Task description: Check every line of the data below for "info". Copy each one that has it.

Records contained in a dataset

- - - -

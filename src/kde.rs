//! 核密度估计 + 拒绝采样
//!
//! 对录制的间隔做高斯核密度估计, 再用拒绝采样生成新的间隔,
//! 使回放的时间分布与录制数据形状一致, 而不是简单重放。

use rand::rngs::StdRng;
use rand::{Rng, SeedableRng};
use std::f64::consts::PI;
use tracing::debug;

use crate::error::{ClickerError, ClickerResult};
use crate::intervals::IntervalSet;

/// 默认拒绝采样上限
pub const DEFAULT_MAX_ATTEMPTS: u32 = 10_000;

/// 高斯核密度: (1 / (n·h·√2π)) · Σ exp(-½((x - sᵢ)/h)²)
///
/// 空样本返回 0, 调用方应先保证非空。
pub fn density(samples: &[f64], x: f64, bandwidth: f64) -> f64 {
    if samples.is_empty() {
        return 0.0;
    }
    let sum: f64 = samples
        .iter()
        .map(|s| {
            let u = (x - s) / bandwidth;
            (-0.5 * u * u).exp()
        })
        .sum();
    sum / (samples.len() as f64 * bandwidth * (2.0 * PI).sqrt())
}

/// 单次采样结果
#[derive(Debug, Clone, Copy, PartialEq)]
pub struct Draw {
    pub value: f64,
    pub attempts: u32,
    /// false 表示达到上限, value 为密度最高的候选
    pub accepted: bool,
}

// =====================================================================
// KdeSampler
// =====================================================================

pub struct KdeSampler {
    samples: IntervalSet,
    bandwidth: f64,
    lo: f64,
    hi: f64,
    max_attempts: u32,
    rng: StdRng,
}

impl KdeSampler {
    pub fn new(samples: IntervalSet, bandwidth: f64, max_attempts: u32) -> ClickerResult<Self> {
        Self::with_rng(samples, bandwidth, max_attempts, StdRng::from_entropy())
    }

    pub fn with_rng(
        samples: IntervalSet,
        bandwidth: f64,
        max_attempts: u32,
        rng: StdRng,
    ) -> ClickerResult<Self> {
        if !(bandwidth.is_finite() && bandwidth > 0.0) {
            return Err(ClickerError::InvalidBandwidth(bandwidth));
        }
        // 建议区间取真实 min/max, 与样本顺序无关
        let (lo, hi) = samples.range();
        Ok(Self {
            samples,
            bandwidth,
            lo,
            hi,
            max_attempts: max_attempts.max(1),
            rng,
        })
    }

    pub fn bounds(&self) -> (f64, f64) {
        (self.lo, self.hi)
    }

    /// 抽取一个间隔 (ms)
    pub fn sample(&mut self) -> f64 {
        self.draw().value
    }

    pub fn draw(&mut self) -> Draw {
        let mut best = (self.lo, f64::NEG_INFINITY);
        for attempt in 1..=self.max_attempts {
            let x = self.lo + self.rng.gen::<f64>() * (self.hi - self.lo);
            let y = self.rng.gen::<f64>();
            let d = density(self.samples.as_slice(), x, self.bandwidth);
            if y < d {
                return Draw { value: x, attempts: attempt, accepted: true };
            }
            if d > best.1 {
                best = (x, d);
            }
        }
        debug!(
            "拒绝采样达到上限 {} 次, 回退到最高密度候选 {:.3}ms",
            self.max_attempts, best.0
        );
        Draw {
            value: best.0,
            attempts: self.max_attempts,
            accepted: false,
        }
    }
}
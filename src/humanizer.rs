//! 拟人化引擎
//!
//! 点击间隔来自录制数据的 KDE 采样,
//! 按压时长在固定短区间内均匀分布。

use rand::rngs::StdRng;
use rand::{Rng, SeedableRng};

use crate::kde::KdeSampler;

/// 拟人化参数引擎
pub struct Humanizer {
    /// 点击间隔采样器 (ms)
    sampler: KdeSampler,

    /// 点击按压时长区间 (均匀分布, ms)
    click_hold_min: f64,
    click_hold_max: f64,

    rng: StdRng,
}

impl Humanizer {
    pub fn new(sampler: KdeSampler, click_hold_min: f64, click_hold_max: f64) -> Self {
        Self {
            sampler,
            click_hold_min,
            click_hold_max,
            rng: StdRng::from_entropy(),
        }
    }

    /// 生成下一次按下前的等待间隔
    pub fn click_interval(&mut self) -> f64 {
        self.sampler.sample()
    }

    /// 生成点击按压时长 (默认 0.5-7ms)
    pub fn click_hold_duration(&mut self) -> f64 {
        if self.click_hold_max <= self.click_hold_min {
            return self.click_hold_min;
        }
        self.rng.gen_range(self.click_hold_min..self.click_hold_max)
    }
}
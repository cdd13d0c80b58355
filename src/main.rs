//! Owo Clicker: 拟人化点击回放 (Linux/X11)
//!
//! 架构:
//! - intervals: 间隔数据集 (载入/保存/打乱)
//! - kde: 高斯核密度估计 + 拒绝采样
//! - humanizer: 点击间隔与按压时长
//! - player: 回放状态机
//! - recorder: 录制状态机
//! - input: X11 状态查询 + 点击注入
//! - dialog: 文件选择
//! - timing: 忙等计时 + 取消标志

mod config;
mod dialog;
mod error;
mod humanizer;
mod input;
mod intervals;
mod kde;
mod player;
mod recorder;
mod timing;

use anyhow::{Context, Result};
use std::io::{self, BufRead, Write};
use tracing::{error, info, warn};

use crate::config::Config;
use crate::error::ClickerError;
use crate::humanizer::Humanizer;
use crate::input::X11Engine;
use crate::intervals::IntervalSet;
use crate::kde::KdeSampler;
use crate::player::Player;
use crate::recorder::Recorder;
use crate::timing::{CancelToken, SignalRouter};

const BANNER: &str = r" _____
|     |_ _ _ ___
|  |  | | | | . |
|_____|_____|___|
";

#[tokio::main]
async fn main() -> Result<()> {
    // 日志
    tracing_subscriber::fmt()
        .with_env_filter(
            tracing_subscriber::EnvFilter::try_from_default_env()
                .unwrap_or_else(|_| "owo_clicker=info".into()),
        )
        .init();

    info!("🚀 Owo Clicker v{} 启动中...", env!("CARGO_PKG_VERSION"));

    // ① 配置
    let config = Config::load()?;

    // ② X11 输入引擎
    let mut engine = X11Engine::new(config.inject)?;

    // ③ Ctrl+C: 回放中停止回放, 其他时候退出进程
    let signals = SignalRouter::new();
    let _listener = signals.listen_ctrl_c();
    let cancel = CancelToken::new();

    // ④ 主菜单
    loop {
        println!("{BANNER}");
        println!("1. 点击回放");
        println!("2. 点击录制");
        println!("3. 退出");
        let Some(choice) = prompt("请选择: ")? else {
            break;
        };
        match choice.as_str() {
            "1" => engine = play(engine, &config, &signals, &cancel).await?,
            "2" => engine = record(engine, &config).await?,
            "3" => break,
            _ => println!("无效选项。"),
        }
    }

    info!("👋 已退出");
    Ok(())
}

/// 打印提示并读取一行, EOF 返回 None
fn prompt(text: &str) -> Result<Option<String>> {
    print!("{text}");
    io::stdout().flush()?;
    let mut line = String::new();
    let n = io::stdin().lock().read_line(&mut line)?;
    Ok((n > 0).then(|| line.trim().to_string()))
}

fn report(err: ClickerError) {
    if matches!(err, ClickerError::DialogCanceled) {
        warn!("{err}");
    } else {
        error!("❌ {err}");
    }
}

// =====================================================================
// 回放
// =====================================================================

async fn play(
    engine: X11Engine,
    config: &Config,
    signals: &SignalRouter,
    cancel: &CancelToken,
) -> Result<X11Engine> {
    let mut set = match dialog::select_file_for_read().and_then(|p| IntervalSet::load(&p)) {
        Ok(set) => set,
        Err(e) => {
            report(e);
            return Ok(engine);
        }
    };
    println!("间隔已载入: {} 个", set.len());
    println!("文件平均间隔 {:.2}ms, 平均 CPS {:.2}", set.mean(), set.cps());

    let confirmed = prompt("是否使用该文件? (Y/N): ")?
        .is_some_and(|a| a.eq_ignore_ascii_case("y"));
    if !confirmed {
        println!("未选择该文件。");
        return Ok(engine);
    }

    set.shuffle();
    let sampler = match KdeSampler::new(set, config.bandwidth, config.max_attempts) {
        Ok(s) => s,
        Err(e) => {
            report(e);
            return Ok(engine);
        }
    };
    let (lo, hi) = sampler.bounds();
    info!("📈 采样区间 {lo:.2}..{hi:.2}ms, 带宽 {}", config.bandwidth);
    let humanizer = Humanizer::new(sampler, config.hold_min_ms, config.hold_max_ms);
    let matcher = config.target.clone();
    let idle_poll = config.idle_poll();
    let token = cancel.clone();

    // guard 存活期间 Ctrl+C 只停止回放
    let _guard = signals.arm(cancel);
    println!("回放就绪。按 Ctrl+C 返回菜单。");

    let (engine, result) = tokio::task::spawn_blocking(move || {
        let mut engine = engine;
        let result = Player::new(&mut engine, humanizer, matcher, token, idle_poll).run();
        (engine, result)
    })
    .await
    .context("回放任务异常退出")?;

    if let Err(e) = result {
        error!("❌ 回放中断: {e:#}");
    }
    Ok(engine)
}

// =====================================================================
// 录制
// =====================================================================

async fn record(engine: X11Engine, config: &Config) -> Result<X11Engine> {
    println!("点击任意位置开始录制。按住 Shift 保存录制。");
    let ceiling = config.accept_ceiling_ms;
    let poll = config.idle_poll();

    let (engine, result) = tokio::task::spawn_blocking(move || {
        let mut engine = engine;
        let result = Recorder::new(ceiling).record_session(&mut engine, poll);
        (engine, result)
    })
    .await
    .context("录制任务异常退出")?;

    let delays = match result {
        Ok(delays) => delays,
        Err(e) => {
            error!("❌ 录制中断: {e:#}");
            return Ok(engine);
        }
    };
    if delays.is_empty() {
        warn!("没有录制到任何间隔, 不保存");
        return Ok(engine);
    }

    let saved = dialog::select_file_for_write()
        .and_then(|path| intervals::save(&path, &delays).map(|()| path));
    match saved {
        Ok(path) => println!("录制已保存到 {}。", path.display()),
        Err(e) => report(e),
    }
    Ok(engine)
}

- - - -

Response box:
use tracing::{error, info, warn};
                .unwrap_or_else(|_| "owo_clicker=info".into()),
    info!("🚀 Owo Clicker v{} 启动中...", env!("CARGO_PKG_VERSION"));
    info!("👋 已退出");
    info!("📈 采样区间 {lo:.2}..{hi:.2}ms, 带宽 {}", config.bandwidth);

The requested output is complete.